The lines from the first line of the entries through the line containing "use std::time::Duration;" are to be repeated exactly, with both of those lines included.

-- Recorded information follows --

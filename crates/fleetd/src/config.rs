//! Layered daemon configuration.
//!
//! Sources, lowest priority first: built-in defaults, an optional TOML file,
//! then `FLEETD__SECTION__KEY` environment variables.

use std::env;
use std::net::SocketAddr;
use std::path::{Path, PathBuf};
use std::time::Duration;

use config::{Config, Environment, File, FileFormat};
use serde::{Deserialize, Serialize};

pub const APP_NAME: &str = "fleetd";
pub const ENV_PREFIX: &str = "FLEETD";

#[derive(Debug, thiserror::Error)]
pub enum ConfigError {
    #[error("configuration error: {0}")]
    Load(#[from] config::ConfigError),

    #[error("failed to expand path '{path}': {message}")]
    Expand { path: String, message: String },

    #[error("unable to determine {0} directory")]
    NoDirectory(&'static str),
}

pub type ConfigResult<T> = Result<T, ConfigError>;

#[derive(Debug, Clone, Default, Serialize, Deserialize)]
#[serde(default)]
pub struct AppConfig {
    pub server: ServerConfig,
    pub logging: LoggingConfig,
    pub store: StoreConfig,
    pub orchestrator: OrchestratorConfig,
    pub websocket: WebSocketConfig,
    pub events: EventsConfig,
}

/// HTTP listener settings.
#[derive(Debug, Clone, Serialize, Deserialize)]
#[serde(default)]
pub struct ServerConfig {
    pub bind: SocketAddr,
    /// Treat every request as coming from an administrator.
    pub dev_mode: bool,
}

impl Default for ServerConfig {
    fn default() -> Self {
        Self {
            bind: SocketAddr::from(([127, 0, 0, 1], 8080)),
            dev_mode: false,
        }
    }
}

#[derive(Debug, Clone, Copy, PartialEq, Eq, Default, Serialize, Deserialize)]
#[serde(rename_all = "lowercase")]
pub enum LogFormat {
    #[default]
    Pretty,
    Json,
}

#[derive(Debug, Clone, Serialize, Deserialize)]
#[serde(default)]
pub struct LoggingConfig {
    pub level: String,
    pub format: LogFormat,
}

impl Default for LoggingConfig {
    fn default() -> Self {
        Self {
            level: "info".to_string(),
            format: LogFormat::Pretty,
        }
    }
}

#[derive(Debug, Clone, Default, Serialize, Deserialize)]
#[serde(default)]
pub struct StoreConfig {
    /// Host database file. Defaults to `$XDG_DATA_HOME/fleetd/hosts.json`.
    pub path: Option<String>,
}

impl StoreConfig {
    pub fn resolved_path(&self) -> ConfigResult<PathBuf> {
        match &self.path {
            Some(path) => expand_str_path(path),
            None => Ok(default_data_dir()?.join("hosts.json")),
        }
    }
}

/// Reconciliation loop and host HTTP timeouts.
#[derive(Debug, Clone, Serialize, Deserialize)]
#[serde(default)]
pub struct OrchestratorConfig {
    pub enabled: bool,
    pub refresh_interval_secs: u64,
    /// Inventory calls.
    pub request_timeout_secs: u64,
    /// Health probe calls.
    pub health_check_timeout_secs: u64,
    /// VM verbs and other mutations.
    pub operation_timeout_secs: u64,
    /// How long a login token is reused before fetching a new one.
    pub token_ttl_secs: u64,
}

impl Default for OrchestratorConfig {
    fn default() -> Self {
        Self {
            enabled: true,
            refresh_interval_secs: 30,
            request_timeout_secs: 120,
            health_check_timeout_secs: 5,
            operation_timeout_secs: 180,
            token_ttl_secs: 600,
        }
    }
}

impl OrchestratorConfig {
    pub fn refresh_interval(&self) -> Duration {
        Duration::from_secs(self.refresh_interval_secs.max(1))
    }

    pub fn request_timeout(&self) -> Duration {
        Duration::from_secs(self.request_timeout_secs)
    }

    pub fn health_check_timeout(&self) -> Duration {
        Duration::from_secs(self.health_check_timeout_secs)
    }

    pub fn operation_timeout(&self) -> Duration {
        Duration::from_secs(self.operation_timeout_secs)
    }

    pub fn token_ttl(&self) -> Duration {
        Duration::from_secs(self.token_ttl_secs)
    }
}

/// Outbound host WebSocket connections.
#[derive(Debug, Clone, Serialize, Deserialize)]
#[serde(default)]
pub struct WebSocketConfig {
    pub enabled: bool,
    pub handshake_timeout_secs: u64,
    pub probe_timeout_secs: u64,
    pub ping_interval_secs: u64,
    pub reconnect_base_secs: u64,
    pub reconnect_max_secs: u64,
    pub monitor_interval_secs: u64,
}

impl Default for WebSocketConfig {
    fn default() -> Self {
        Self {
            enabled: true,
            handshake_timeout_secs: 10,
            probe_timeout_secs: 2,
            ping_interval_secs: 30,
            reconnect_base_secs: 5,
            reconnect_max_secs: 60,
            monitor_interval_secs: 30,
        }
    }
}

/// Inbound subscriber hub.
#[derive(Debug, Clone, Serialize, Deserialize)]
#[serde(default)]
pub struct EventsConfig {
    pub enabled: bool,
    pub command_buffer: usize,
    pub mailbox_size: usize,
    pub write_timeout_secs: u64,
    pub ping_interval_secs: u64,
    pub pong_timeout_secs: u64,
    pub allow_multiple_connections_per_ip: bool,
}

impl Default for EventsConfig {
    fn default() -> Self {
        Self {
            enabled: true,
            command_buffer: 4096,
            mailbox_size: 1024,
            write_timeout_secs: 10,
            ping_interval_secs: 30,
            pong_timeout_secs: 60,
            allow_multiple_connections_per_ip: true,
        }
    }
}

impl AppConfig {
    /// Load configuration from defaults, `path` (if it exists) and the environment.
    pub fn load(path: Option<&Path>) -> ConfigResult<Self> {
        let mut builder = Config::builder()
            .set_default("logging.level", "info")?
            .set_default("orchestrator.refresh_interval_secs", 30_i64)?;

        if let Some(path) = path {
            builder = builder.add_source(File::from(path).format(FileFormat::Toml).required(false));
        }

        let built = builder
            .add_source(
                Environment::with_prefix(ENV_PREFIX)
                    .prefix_separator("__")
                    .separator("__")
                    .try_parsing(true),
            )
            .build()?;

        Ok(built.try_deserialize()?)
    }
}

pub fn default_config_file() -> ConfigResult<PathBuf> {
    if let Some(dir) = env::var_os("XDG_CONFIG_HOME").filter(|v| !v.is_empty()) {
        return Ok(PathBuf::from(dir).join(APP_NAME).join("config.toml"));
    }

    dirs::config_dir()
        .map(|dir| dir.join(APP_NAME).join("config.toml"))
        .ok_or(ConfigError::NoDirectory("configuration"))
}

fn default_data_dir() -> ConfigResult<PathBuf> {
    if let Some(dir) = env::var_os("XDG_DATA_HOME").filter(|v| !v.is_empty()) {
        return Ok(PathBuf::from(dir).join(APP_NAME));
    }

    dirs::data_dir()
        .map(|dir| dir.join(APP_NAME))
        .ok_or(ConfigError::NoDirectory("data"))
}

pub fn expand_str_path(text: &str) -> ConfigResult<PathBuf> {
    let expanded = shellexpand::full(text).map_err(|e| ConfigError::Expand {
        path: text.to_string(),
        message: e.to_string(),
    })?;
    Ok(PathBuf::from(expanded.to_string()))
}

-- Recorded information concluded --

Response area.
filename crates/fleetd/src/config.rs
//! Layered daemon configuration.
//!
//! Sources, lowest priority first: built-in defaults, an optional TOML file,
//! then `FLEETD__SECTION__KEY` environment variables.

use std::env;
use std::net::SocketAddr;
use std::path::{Path, PathBuf};
use std::time::Duration;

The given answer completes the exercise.